Dirt Bike Annie was a rock band from Jersey City, New Jersey that played pop punk and power pop music. Founder, guitarist and lead singer Adam Rabuck has gone on to form The Impulse International    and Rock University at Pennridge High School.

Band history
Dirt Bike Annie was formed in 1993 by Adam Rabuck while he was a student at New York University. The band's two other consistent members throughout the years were bassist/vocalist Dan Paquin and guitarist/vocalist Jeanie Lee. Drummers in the band include Mike Yannich (later of The Ergs!), Heth Weinstein (later of Heth and Jed, who during his tenure with the band was called "Dirt Bike Deano"), Tommy Vinton from Too Much Joy, and Dennis Donaghy.

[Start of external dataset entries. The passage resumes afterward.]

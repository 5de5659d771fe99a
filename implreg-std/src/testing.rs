//! Testing utilities for implreg.
//!
//! This module provides hooks that make publish paths easy to assert on.
//!
//! # Features
//!
//! - [`RecordingHook`]: A hook that records every payload it receives
//! - [`FailingHook`]: A hook that rejects every payload

use implreg_core::{BoxError, HookError, Payload, RegistrationHook};
use std::sync::{
    Arc, Mutex, PoisonError,
    atomic::{AtomicUsize, Ordering},
};

// ============================================================================
// Recording Hook
// ============================================================================

/// A hook that records all payloads it receives.
///
/// Clones share the same record, so keep one clone for assertions and hand
/// the other to the publisher.
///
/// # Example
///
/// ```rust,ignore
/// let recorder = RecordingHook::<Implementors>::new();
/// let publisher = DeferredPublisher::with_hook(recorder.clone());
///
/// publisher.publish(payload.clone())?;
///
/// assert_eq!(recorder.calls(), vec![payload]);
/// ```
pub struct RecordingHook<P: Clone> {
    calls: Arc<Mutex<Vec<P>>>,
}

impl<P: Clone> RecordingHook<P> {
    /// Create a new, empty recording hook.
    pub fn new() -> Self {
        Self {
            calls: Arc::new(Mutex::new(Vec::new())),
        }
    }

    fn with_calls<R>(&self, f: impl FnOnce(&mut Vec<P>) -> R) -> R {
        f(&mut self.calls.lock().unwrap_or_else(PoisonError::into_inner))
    }

    /// Get a clone of the recorded payloads, oldest first.
    pub fn calls(&self) -> Vec<P> {
        self.with_calls(|calls| calls.clone())
    }

    /// Get the number of recorded calls.
    pub fn count(&self) -> usize {
        self.with_calls(|calls| calls.len())
    }

    /// Get the most recently recorded payload.
    pub fn last(&self) -> Option<P> {
        self.with_calls(|calls| calls.last().cloned())
    }

    /// Clear all recorded payloads.
    pub fn clear(&self) {
        self.with_calls(Vec::clear);
    }
}

impl<P: Clone> Default for RecordingHook<P> {
    fn default() -> Self {
        Self::new()
    }
}

impl<P: Clone> Clone for RecordingHook<P> {
    fn clone(&self) -> Self {
        Self {
            calls: self.calls.clone(),
        }
    }
}

impl<P: Payload + Clone> RegistrationHook<P> for RecordingHook<P> {
    fn register(&self, payload: &P) -> Result<(), BoxError> {
        self.with_calls(|calls| calls.push(payload.clone()));
        Ok(())
    }
}

// ============================================================================
// Failing Hook
// ============================================================================

/// A hook that rejects every payload with [`HookError::Rejected`].
///
/// Counts its invocations so tests can check it ran exactly once.
#[derive(Clone)]
pub struct FailingHook {
    reason: String,
    attempts: Arc<AtomicUsize>,
}

impl FailingHook {
    /// Create a hook that fails with `reason`.
    pub fn new(reason: impl Into<String>) -> Self {
        Self {
            reason: reason.into(),
            attempts: Arc::new(AtomicUsize::new(0)),
        }
    }

    /// Number of times the hook was invoked.
    pub fn attempts(&self) -> usize {
        self.attempts.load(Ordering::SeqCst)
    }
}

impl<P: Payload> RegistrationHook<P> for FailingHook {
    fn register(&self, _payload: &P) -> Result<(), BoxError> {
        self.attempts.fetch_add(1, Ordering::SeqCst);
        Err(HookError::rejected(self.reason.clone()).into())
    }
}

At the top of 1996, Dirt Bike Annie released their first 7" on their own label called Richie Records.

During the early phase of the career of rapper MC Chris, Dirt Bike Annie regularly performed as his backing band under their stage name, 'The Lee Majors'.

In 2003, the band contributed two songs to the Project Gotham Racing 2 soundtrack.

After a decade of touring and releasing records, the group disbanded in 2005 when Lee and Paquin each left the band. One of their last shows together was on May 3 of that year, opening for MC Chris at the Continental in New York City. Lee left the band first, and Paquin decided to leave shortly thereafter. At that point, the remaining members decided it best to break up the band for good.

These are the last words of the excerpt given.